→ Dataset excerpts:
-*-

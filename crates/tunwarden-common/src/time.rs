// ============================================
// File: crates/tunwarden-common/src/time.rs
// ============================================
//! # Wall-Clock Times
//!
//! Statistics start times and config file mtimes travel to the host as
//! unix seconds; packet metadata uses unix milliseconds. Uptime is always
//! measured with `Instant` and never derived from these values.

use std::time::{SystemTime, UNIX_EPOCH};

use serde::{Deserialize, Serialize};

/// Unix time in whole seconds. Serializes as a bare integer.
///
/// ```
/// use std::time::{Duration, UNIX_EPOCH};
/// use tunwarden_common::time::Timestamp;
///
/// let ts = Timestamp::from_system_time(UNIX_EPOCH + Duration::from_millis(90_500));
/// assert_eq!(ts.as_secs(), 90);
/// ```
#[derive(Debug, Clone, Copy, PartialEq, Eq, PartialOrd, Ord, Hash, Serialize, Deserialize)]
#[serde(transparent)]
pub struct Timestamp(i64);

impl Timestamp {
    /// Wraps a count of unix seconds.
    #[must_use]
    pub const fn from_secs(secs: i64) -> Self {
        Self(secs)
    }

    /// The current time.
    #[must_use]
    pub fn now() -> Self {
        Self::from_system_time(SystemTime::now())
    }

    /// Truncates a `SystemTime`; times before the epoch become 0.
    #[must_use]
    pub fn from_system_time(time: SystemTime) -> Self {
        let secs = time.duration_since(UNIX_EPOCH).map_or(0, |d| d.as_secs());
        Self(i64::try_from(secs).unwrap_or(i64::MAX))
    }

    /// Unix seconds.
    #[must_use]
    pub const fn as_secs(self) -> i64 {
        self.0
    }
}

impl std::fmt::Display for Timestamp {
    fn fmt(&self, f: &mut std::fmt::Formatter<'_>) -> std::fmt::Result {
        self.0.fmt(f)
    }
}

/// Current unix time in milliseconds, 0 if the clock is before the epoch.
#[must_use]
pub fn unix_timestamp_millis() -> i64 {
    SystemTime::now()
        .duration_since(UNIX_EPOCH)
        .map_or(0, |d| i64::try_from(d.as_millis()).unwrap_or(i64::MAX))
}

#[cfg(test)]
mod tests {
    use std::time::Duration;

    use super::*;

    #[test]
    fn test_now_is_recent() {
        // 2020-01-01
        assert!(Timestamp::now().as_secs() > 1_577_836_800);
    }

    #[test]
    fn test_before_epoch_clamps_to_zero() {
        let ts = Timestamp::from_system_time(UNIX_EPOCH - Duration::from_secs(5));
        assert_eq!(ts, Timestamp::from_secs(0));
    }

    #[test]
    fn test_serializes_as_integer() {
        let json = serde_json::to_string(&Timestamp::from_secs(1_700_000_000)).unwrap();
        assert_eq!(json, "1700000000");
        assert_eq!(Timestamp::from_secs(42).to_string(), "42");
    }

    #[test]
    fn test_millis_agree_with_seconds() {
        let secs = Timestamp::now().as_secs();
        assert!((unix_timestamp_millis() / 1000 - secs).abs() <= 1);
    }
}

-*-

→ Assigned task:
The answer must be all of the entries, restated exactly.

→ Written solution:
filename crates/tunwarden-common/src/time.rs
// ============================================
// File: crates/tunwarden-common/src/time.rs
// ============================================
//! # Wall-Clock Times
//!
//! Statistics start times and config file mtimes travel to the host as
//! unix seconds; packet metadata uses unix milliseconds. Uptime is always
//! measured with `Instant` and never derived from these values.

use std::time::{SystemTime, UNIX_EPOCH};

use serde::{Deserialize, Serialize};

/// Unix time in whole seconds. Serializes as a bare integer.
///
/// ```
/// use std::time::{Duration, UNIX_EPOCH};
/// use tunwarden_common::time::Timestamp;
///
/// let ts = Timestamp::from_system_time(UNIX_EPOCH + Duration::from_millis(90_500));
/// assert_eq!(ts.as_secs(), 90);
/// ```
#[derive(Debug, Clone, Copy, PartialEq, Eq, PartialOrd, Ord, Hash, Serialize, Deserialize)]
#[serde(transparent)]
pub struct Timestamp(i64);

impl Timestamp {
    /// Wraps a count of unix seconds.
    #[must_use]
    pub const fn from_secs(secs: i64) -> Self {
        Self(secs)
    }

    /// The current time.
    #[must_use]
    pub fn now() -> Self {
        Self::from_system_time(SystemTime::now())
    }

    /// Truncates a `SystemTime`; times before the epoch become 0.
    #[must_use]
    pub fn from_system_time(time: SystemTime) -> Self {
        let secs = time.duration_since(UNIX_EPOCH).map_or(0, |d| d.as_secs());
        Self(i64::try_from(secs).unwrap_or(i64::MAX))
    }

    /// Unix seconds.
    #[must_use]
    pub const fn as_secs(self) -> i64 {
        self.0
    }
}

impl std::fmt::Display for Timestamp {
    fn fmt(&self, f: &mut std::fmt::Formatter<'_>) -> std::fmt::Result {
        self.0.fmt(f)
    }
}

/// Current unix time in milliseconds, 0 if the clock is before the epoch.
#[must_use]
pub fn unix_timestamp_millis() -> i64 {
    SystemTime::now()
        .duration_since(UNIX_EPOCH)
        .map_or(0, |d| i64::try_from(d.as_millis()).unwrap_or(i64::MAX))
}

#[cfg(test)]
mod tests {
    use std::time::Duration;

    use super::*;

    #[test]
    fn test_now_is_recent() {
        // 2020-01-01
        assert!(Timestamp::now().as_secs() > 1_577_836_800);
    }

    #[test]
    fn test_before_epoch_clamps_to_zero() {
        let ts = Timestamp::from_system_time(UNIX_EPOCH - Duration::from_secs(5));
        assert_eq!(ts, Timestamp::from_secs(0));
    }

    #[test]
    fn test_serializes_as_integer() {
        let json = serde_json::to_string(&Timestamp::from_secs(1_700_000_000)).unwrap();
        assert_eq!(json, "1700000000");
        assert_eq!(Timestamp::from_secs(42).to_string(), "42");
    }

    #[test]
    fn test_millis_agree_with_seconds() {
        let secs = Timestamp::now().as_secs();
        assert!((unix_timestamp_millis() / 1000 - secs).abs() <= 1);
    }
}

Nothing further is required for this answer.